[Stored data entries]
=-=-=

/// Page and viewport layout, flattened into the top level of the payload.
#[derive(Debug, Clone, Default, PartialEq, Serialize)]
pub struct LayoutOptions {
    /// Viewport width in CSS pixels.
    #[serde(skip_serializing_if = "Option::is_none")]
    pub width: Option<i64>,

    /// Viewport height in CSS pixels.
    #[serde(skip_serializing_if = "Option::is_none")]
    pub height: Option<i64>,

    /// Paper size token (e.g. "a4", "letter") or a custom size.
    #[serde(skip_serializing_if = "Option::is_none")]
    pub paper: Option<String>,

    #[serde(skip_serializing_if = "Option::is_none")]
    pub orientation: Option<Orientation>,

    /// Named preset or "T,R,B,L" in millimeters.
    #[serde(skip_serializing_if = "Option::is_none")]
    pub margins: Option<String>,

    #[serde(skip_serializing_if = "Option::is_none")]
    pub flow: Option<Flow>,

    /// Output DPI.
    #[serde(skip_serializing_if = "Option::is_none")]
    pub density: Option<f64>,

    /// CSS background color.
    #[serde(skip_serializing_if = "Option::is_none")]
    pub background: Option<String>,

    /// Page load timeout in seconds.
    #[serde(skip_serializing_if = "Option::is_none")]
    pub timeout: Option<i64>,
}

/// Palette slot: a preset token or a literal list of hex colors.
///
/// Serializes as a string for presets and as an array for custom palettes.
#[derive(Debug, Clone, PartialEq, Eq, Serialize)]
#[serde(untagged)]
pub enum PaletteChoice {
    Preset(Palette),
    Custom(Vec<String>),
}

impl From<Palette> for PaletteChoice {
    fn from(preset: Palette) -> Self {
        PaletteChoice::Preset(preset)
    }
}

/// Color quantization group (`quantize`).
#[derive(Debug, Clone, Default, PartialEq, Serialize)]
pub struct QuantizeOptions {
    /// Number of colors (2-256, checked by the server).
    #[serde(skip_serializing_if = "Option::is_none")]
    pub colors: Option<i64>,

    #[serde(skip_serializing_if = "Option::is_none")]
    pub palette: Option<PaletteChoice>,

    #[serde(skip_serializing_if = "Option::is_none")]
    pub dither: Option<DitherMethod>,
}

impl QuantizeOptions {
    pub fn is_empty(&self) -> bool {
        self.colors.is_none() && self.palette.is_none() && self.dither.is_none()
    }
}

/// Watermark sub-group (`pdf.watermark`).
#[derive(Debug, Clone, Default, PartialEq, Serialize)]
pub struct WatermarkOptions {
    #[serde(skip_serializing_if = "Option::is_none")]
    pub text: Option<String>,

    /// Base64-encoded PNG or JPEG.
    #[serde(rename = "image_data", skip_serializing_if = "Option::is_none")]
    pub image: Option<String>,

    /// 0.0-1.0; the server uses 0.15 when absent.
    #[serde(skip_serializing_if = "Option::is_none")]
    pub opacity: Option<f64>,

    /// Degrees.
    #[serde(skip_serializing_if = "Option::is_none")]
    pub rotation: Option<f64>,

    /// Hex text color.
    #[serde(skip_serializing_if = "Option::is_none")]
    pub color: Option<String>,

    /// PDF points.
    #[serde(skip_serializing_if = "Option::is_none")]
    pub font_size: Option<f64>,

    /// Image scale.
    #[serde(skip_serializing_if = "Option::is_none")]
    pub scale: Option<f64>,

    #[serde(skip_serializing_if = "Option::is_none")]
    pub layer: Option<WatermarkLayer>,

    /// Page ranges such as "1,3-5".
    #[serde(skip_serializing_if = "Option::is_none")]
    pub pages: Option<String>,
}
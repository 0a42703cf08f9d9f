//! HTTP execution seam.
//!
//! The client hands each request to an [`HttpExecutor`]. The default one
//! wraps a `reqwest::Client`; callers needing custom proxying, pooling or
//! instrumentation can supply their own.

use std::time::Duration;

use bytes::Bytes;
use reqwest::header::HeaderMap;
use reqwest::{Method, StatusCode};

use crate::error::ConnectionError;

/// One outgoing request.
#[derive(Debug, Clone)]
pub struct HttpRequest {
    pub method: Method,
    pub url: String,
    pub headers: HeaderMap,
    pub body: Option<Bytes>,
    /// Per-request timeout from the client configuration.
    pub timeout: Option<Duration>,
}

/// A fully read response.
#[derive(Debug, Clone)]
pub struct HttpResponse {
    pub status: StatusCode,
    pub body: Bytes,
}

/// Executes a single request-response exchange.
///
/// Implementations read the whole body before returning. Any failure before
/// that point is a [`ConnectionError`].
#[async_trait::async_trait]
pub trait HttpExecutor: Send + Sync + std::fmt::Debug {
    async fn execute(&self, request: HttpRequest) -> Result<HttpResponse, ConnectionError>;
}

/// Default executor backed by `reqwest`.
#[derive(Debug, Clone)]
pub struct ReqwestExecutor {
    http: reqwest::Client,
}

impl ReqwestExecutor {
    pub fn new(http: reqwest::Client) -> Self {
        Self { http }
    }
}

#[async_trait::async_trait]
impl HttpExecutor for ReqwestExecutor {
    async fn execute(&self, request: HttpRequest) -> Result<HttpResponse, ConnectionError> {
        let mut builder = self.http.request(request.method, &request.url).headers(request.headers);

        if let Some(timeout) = request.timeout {
            builder = builder.timeout(timeout);
        }
        if let Some(body) = request.body {
            builder = builder.body(body);
        }

        let response = builder.send().await?;
        let status = response.status();
        let body = response.bytes().await?;

        Ok(HttpResponse { status, body })
    }
}

#[cfg(test)]
mod tests {
    use super::*;

    #[tokio::test]
    async fn test_refused_connection_is_http_error() {
        let listener = std::net::TcpListener::bind("127.0.0.1:0").unwrap();
        let addr = listener.local_addr().unwrap();
        drop(listener);

        let http = reqwest::Client::builder().no_proxy().build().unwrap();
        let executor = ReqwestExecutor::new(http);
        let request = HttpRequest {
            method: Method::GET,
            url: format!("http://{addr}/health"),
            headers: HeaderMap::new(),
            body: None,
            timeout: Some(Duration::from_secs(5)),
        };

        let result = executor.execute(request).await;
        assert!(matches!(result, Err(ConnectionError::Http(ref e)) if e.is_connect()));
    }
}
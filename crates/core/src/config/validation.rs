//! Configuration validation rules.
//!
//! This module provides validation logic for `ForgeConfig` values
//! after they have been loaded from environment, files, or defaults.

use crate::config::ForgeConfig;
use thiserror::Error;

/// Configuration and client construction errors.
#[derive(Debug, Error)]
pub enum ConfigError {
    #[error("failed to load configuration: {0}")]
    LoadFailed(String),

    #[error("invalid configuration: {field} - {reason}")]
    Invalid { field: String, reason: String },

    #[error("failed to build HTTP client: {0}")]
    HttpClient(String),
}

impl ForgeConfig {
    /// Validate configuration values after loading.
    ///
    /// # Errors
    ///
    /// Returns `ConfigError::Invalid` if:
    /// - `base_url` is empty, unparsable, or not http(s)
    /// - `timeout_ms` is less than 100ms or exceeds 1 hour
    /// - `user_agent` is empty
    pub fn validate(&self) -> Result<(), ConfigError> {
        let base_url = self.base_url.trim();
        if base_url.is_empty() {
            return Err(ConfigError::Invalid { field: "base_url".into(), reason: "must not be empty".into() });
        }

        let parsed = url::Url::parse(base_url)
            .map_err(|e| ConfigError::Invalid { field: "base_url".into(), reason: e.to_string() })?;
        match parsed.scheme() {
            "http" | "https" => {}
            scheme => {
                return Err(ConfigError::Invalid {
                    field: "base_url".into(),
                    reason: format!("unsupported scheme: {scheme}"),
                });
            }
        }

        if self.timeout_ms < 100 {
            return Err(ConfigError::Invalid { field: "timeout_ms".into(), reason: "must be at least 100ms".into() });
        }
        if self.timeout_ms > 3_600_000 {
            return Err(ConfigError::Invalid {
                field: "timeout_ms".into(),
                reason: "must not exceed 1 hour (3600000ms)".into(),
            });
        }

        if self.user_agent.is_empty() {
            return Err(ConfigError::Invalid { field: "user_agent".into(), reason: "must not be empty".into() });
        }

        if parsed.query().is_some() || parsed.fragment().is_some() {
            tracing::warn!(
                base_url = %self.base_url,
                "base_url carries a query or fragment; endpoint paths are appended after it"
            );
        }

        Ok(())
    }
}
//! Rendering client error types.
//!
//! Every failure from `send` or `health` is one of two kinds: the server was
//! never reached (`Connection`), or it answered with a non-success status
//! (`Server`).

use std::time::Duration;

/// Boxed error from a substituted [`HttpExecutor`](crate::HttpExecutor).
pub type BoxError = Box<dyn std::error::Error + Send + Sync + 'static>;

/// Errors from the rendering client.
#[derive(Debug, thiserror::Error)]
pub enum Error {
    /// The request never produced a usable server response.
    #[error("connection error: {0}")]
    Connection(#[from] ConnectionError),

    /// The server responded with a non-success status.
    #[error("server error ({status}): {message}")]
    Server { status: u16, message: String },
}

impl Error {
    pub fn is_connection(&self) -> bool {
        matches!(self, Error::Connection(_))
    }

    pub fn is_server(&self) -> bool {
        matches!(self, Error::Server { .. })
    }

    /// HTTP status for server errors.
    pub fn status(&self) -> Option<u16> {
        match self {
            Error::Server { status, .. } => Some(*status),
            Error::Connection(_) => None,
        }
    }
}

/// Transport failure before a complete response was obtained.
#[derive(Debug, thiserror::Error)]
pub enum ConnectionError {
    /// DNS, connect, TLS, timeout or body read failure in reqwest.
    #[error(transparent)]
    Http(#[from] reqwest::Error),

    /// Failure reported by a substituted executor.
    #[error("{0}")]
    Transport(#[source] BoxError),

    /// The caller's cancellation signal fired first.
    #[error("request cancelled")]
    Cancelled,

    /// The caller's deadline passed first.
    #[error("deadline of {0:?} elapsed")]
    DeadlineElapsed(Duration),
}

impl ConnectionError {
    /// Wrap an arbitrary transport error.
    pub fn transport(err: impl Into<BoxError>) -> Self {
        ConnectionError::Transport(err.into())
    }

    pub fn is_timeout(&self) -> bool {
        match self {
            ConnectionError::Http(e) => e.is_timeout(),
            ConnectionError::DeadlineElapsed(_) => true,
            ConnectionError::Transport(_) | ConnectionError::Cancelled => false,
        }
    }
}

=-=-=

» Exercise objective
Working from the records above, write out verbatim only the lines from the line containing "answered with a non-success status" through the line containing "pub type BoxError".

» Result for this task
//! never reached (`Connection`), or it answered with a non-success status
//! (`Server`).

use std::time::Duration;

/// Boxed error from a substituted [`HttpExecutor`](crate::HttpExecutor).
pub type BoxError = Box<dyn std::error::Error + Send + Sync + 'static>;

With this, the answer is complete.